The Indian rupee's fair value is around 80 against the U.S. dollar, given the country's balance of payment challenges and the Reserve Bank of India's interventions, JPMorgan's head of emerging Asia local markets strategy said.

India's balance of payments, a measure of how much the country relies on money from abroad, has been squeezed by a record trade deficit that has prompted economists to revisit their current account deficit and balance of payments (BoP)projections.

"India's CAD (current account deficit) is tracking 4% of the GDP, historically a wide number. If left unchecked, this should reflect on the price of the rupee. But things are not left unchecked, and RBI has been managing the rupee," Arindam Sandilya told Reuters in an interview.

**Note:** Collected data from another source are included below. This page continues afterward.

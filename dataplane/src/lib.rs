//! Builds the intermediate data plane model from a validated graph of routing
//! resources.

mod configuration;
mod convert;
pub mod errors;
pub mod graph;
pub mod hostname;
pub mod policies;
mod sort;
pub mod types;

pub use configuration::{build_configuration, default_configuration};
pub use errors::{BuildError, Result};
pub use types::*;
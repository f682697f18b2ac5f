use serde::{Deserialize, Serialize};

/// Address family of an endpoint slice.
#[derive(Clone, Copy, Debug, Deserialize, Serialize, PartialEq, Eq, Hash)]
pub enum AddressType {
    IPv4,
    IPv6,
    #[serde(rename = "FQDN")]
    Fqdn,
}

/// The port a backend reference points at on a service.
#[derive(Clone, Debug, Default, Deserialize, Serialize, PartialEq, Eq, Hash)]
pub struct ServicePort {
    /// Port name, empty when the service port is unnamed.
    #[serde(default)]
    pub name: String,
    pub port: i32,
    #[serde(default)]
    pub target_port: TargetPort,
}

#[derive(Clone, Debug, Deserialize, Serialize, PartialEq, Eq, Hash)]
#[serde(untagged)]
pub enum TargetPort {
    Int(i32),
    Name(String),
}

impl Default for TargetPort {
    fn default() -> Self {
        TargetPort::Int(0)
    }
}

impl ServicePort {
    /// Port used when an endpoint port entry does not carry a number, meaning
    /// all ports are valid.
    pub fn default_port(&self) -> i32 {
        match self.target_port {
            TargetPort::Int(port) if port != 0 => port,
            _ => self.port,
        }
    }
}

/// A port entry of an endpoint slice.
#[derive(Clone, Debug, Default, Deserialize, Serialize, PartialEq, Eq)]
pub struct EndpointPort {
    #[serde(default)]
    pub name: Option<String>,
    /// `None` means every port is valid.
    #[serde(default)]
    pub port: Option<i32>,
}

/// One endpoint of a slice. It can carry several addresses.
#[derive(Clone, Debug, Default, Deserialize, Serialize, PartialEq, Eq)]
pub struct SliceEndpoint {
    pub addresses: Vec<String>,
    #[serde(default)]
    pub ready: Option<bool>,
}

impl SliceEndpoint {
    pub fn is_ready(&self) -> bool {
        self.ready == Some(true)
    }
}

/// A group of endpoints reported for a service by one source.
#[derive(Clone, Debug, Deserialize, Serialize, PartialEq, Eq)]
pub struct EndpointSlice {
    pub address_type: AddressType,
    #[serde(default)]
    pub ports: Vec<EndpointPort>,
    #[serde(default)]
    pub endpoints: Vec<SliceEndpoint>,
}

/// A resolved network endpoint.
#[derive(Clone, Debug, Deserialize, Serialize, PartialEq, Eq, Hash)]
pub struct Endpoint {
    pub address: String,
    pub port: i32,
    #[serde(default)]
    pub ipv6: bool,
}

"Taking a holistic view on India's forex-relevant BoP position and the RBI, we reckon the fair value of the rupee is around 80."

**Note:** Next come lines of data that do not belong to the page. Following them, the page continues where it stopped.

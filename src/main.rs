//! Emovec - inverse-frequency weighted emoji embeddings
//!
//! A command-line tool that blends GloVe word vectors into one unit
//! vector per emoji, weighting rare keywords above common ones, then
//! searches and rewrites text against the built table.

use anyhow::Result;
use clap::{CommandFactory, Parser};
use colored::Colorize;
use std::path::Path;
use std::time::Instant;

use emovec::blend::write_vectors;
use emovec::cli::{Cli, Command};
use emovec::config::UNKNOWN_PLACEHOLDER;
use emovec::glove::load_embeddings;
use emovec::keywords::load_keywords;
use emovec::logger::{self, log, summary, Level};
use emovec::matcher::{embed_query, emojify, load_emoji_table};
use emovec::weights::compute_weights;

fn main() -> Result<()> {
	let cli = Cli::parse();

	logger::set_verbose(cli.verbose);

	match cli.command {
		Command::Build { glove, keywords, output } => {
			run_build(&glove, &keywords, &output)
		}
		Command::Search { query, vectors, glove, limit, min_score } => {
			run_search(&query, &vectors, &glove, limit, min_score)
		}
		Command::Emojify { text, vectors, glove } => {
			run_emojify(&text, &vectors, &glove)
		}
		Command::Help { subcommand } => {
			let mut cmd = Cli::command();
			if let Some(sub) = subcommand {
				if let Some(sub_cmd) = cmd.find_subcommand_mut(&sub) {
					sub_cmd.print_help().unwrap();
				} else {
					eprintln!("Unknown subcommand: {}", sub);
					cmd.print_help().unwrap();
				}
			} else {
				cmd.print_help().unwrap();
			}
			Ok(())
		}
	}
}

fn run_build(glove: &Path, keywords: &Path, output: &Path) -> Result<()> {
	print_header();
	let start = Instant::now();

	log(Level::Info, "Loading word embeddings...");
	let embeddings = load_embeddings(glove)?;
	log(Level::Success, &format!("Loaded {} word vectors", embeddings.len()));
	if embeddings.skipped_lines > 0 {
		log(
			Level::Info,
			&format!("Skipped {} unusable lines (--verbose for details)", embeddings.skipped_lines),
		);
	}

	log(Level::Info, "Loading emoji keywords...");
	let table = load_keywords(keywords)?;
	log(Level::Success, &format!("Loaded keywords for {} emoji", table.len()));

	log(Level::Info, "Computing keyword frequencies...");
	let weights = compute_weights(&table, &embeddings);
	log(Level::Success, &format!("Weighted {} distinct keywords", weights.len()));

	log(Level::Info, "Blending emoji vectors...");
	let stats = write_vectors(&table, &embeddings, &weights, output)?;

	if stats.skipped > 0 {
		log(Level::Warning, &format!("{} emoji produced no vector", stats.skipped));
	}
	log(
		Level::Success,
		&format!("Saved {} emoji vectors to {}", stats.written, output.display()),
	);

	summary(stats.written, stats.skipped, start.elapsed().as_secs_f32());
	Ok(())
}

fn run_search(query: &str, vectors: &Path, glove: &Path, limit: usize, min_score: f32) -> Result<()> {
	print_header();
	let start = Instant::now();

	log(Level::Info, &format!("Searching: {}", query.bright_blue()));

	let embeddings = load_embeddings(glove)?;
	let table = load_emoji_table(vectors)?;
	log(
		Level::Debug,
		&format!("Loaded {} word vectors, {} emoji vectors", embeddings.len(), table.len()),
	);
	if table.skipped_lines > 0 {
		log(
			Level::Warning,
			&format!("{} unusable lines in {}", table.skipped_lines, vectors.display()),
		);
	}

	let Some(query_vector) = embed_query(query, &embeddings) else {
		log(Level::Error, "No word in the query has a known embedding");
		std::process::exit(1);
	};

	let results: Vec<_> = table
		.rank(&query_vector)
		.into_iter()
		.filter(|m| m.score >= min_score)
		.take(limit)
		.collect();

	if results.is_empty() {
		log(Level::Warning, "No matches found");
		return Ok(());
	}

	log(
		Level::Success,
		&format!("Found {} matches in {}ms", results.len(), start.elapsed().as_millis()),
	);
	println!();

	for (i, result) in results.iter().enumerate() {
		let rank = format!("#{}", i + 1).bright_blue().bold();
		let score_pct = format!("{:.0}%", result.score * 100.0).dimmed();
		println!("  {} {} {}", rank, result.symbol, score_pct);
	}

	println!();
	Ok(())
}

fn run_emojify(text: &str, vectors: &Path, glove: &Path) -> Result<()> {
	print_header();

	let embeddings = load_embeddings(glove)?;
	let table = load_emoji_table(vectors)?;

	if table.is_empty() {
		log(Level::Error, "Emoji vector table is empty (run 'emovec build' first)");
		std::process::exit(1);
	}
	if table.skipped_lines > 0 {
		log(
			Level::Warning,
			&format!("{} unusable lines in {}", table.skipped_lines, vectors.display()),
		);
	}

	let symbols = emojify(text, &embeddings, &table);
	if symbols.is_empty() {
		log(Level::Warning, "Nothing to emojify");
		return Ok(());
	}

	println!();
	println!("  {}", symbols.join(" "));
	println!();

	let unmatched = symbols.iter().filter(|s| s.as_str() == UNKNOWN_PLACEHOLDER).count();
	if unmatched > 0 {
		log(Level::Warning, &format!("{} of {} words had no embedding", unmatched, symbols.len()));
	} else {
		log(Level::Success, &format!("Matched all {} words", symbols.len()));
	}

	Ok(())
}

fn print_header() {
	println!();
	println!(
		"{}",
		format!("─── Emovec v{} ───", env!("CARGO_PKG_VERSION"))
			.bright_blue()
			.bold()
	);
}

India's foreign exchange reserves have declined to $570.7 billion from a record high of about $642 billion in September 2021 as the RBI has stepped in to bolster the rupee. Still, the local currency is down 7.5% in 2022, and on track for its worst annual performance in four years.

The rupee was trading at 79.85 per U.S. dollar on Monday, within a whisker of the record low of 80.0650 reached last month.

A rebound in inflows into Indian stocks in the past few days, with foreign investors turning buyers for the first time in nine months, has helped the rupee to an extent.

Sandilya reckons that JPMorgan's fair value was near 81-82 at the beginning of the current quarter, but the surprising turnaround in equity flows has led it to reassess its fair value to near 80.

He said that rupee's valuations remained "a little rich" relative other emerging market (EM) currencies and short rupee positions had potentially "have more runway".

Shandilya pointed out that the market's pricing of the U.S. Federal Reserve's slightly dovish path next year is contrary to what policymakers have been saying recently.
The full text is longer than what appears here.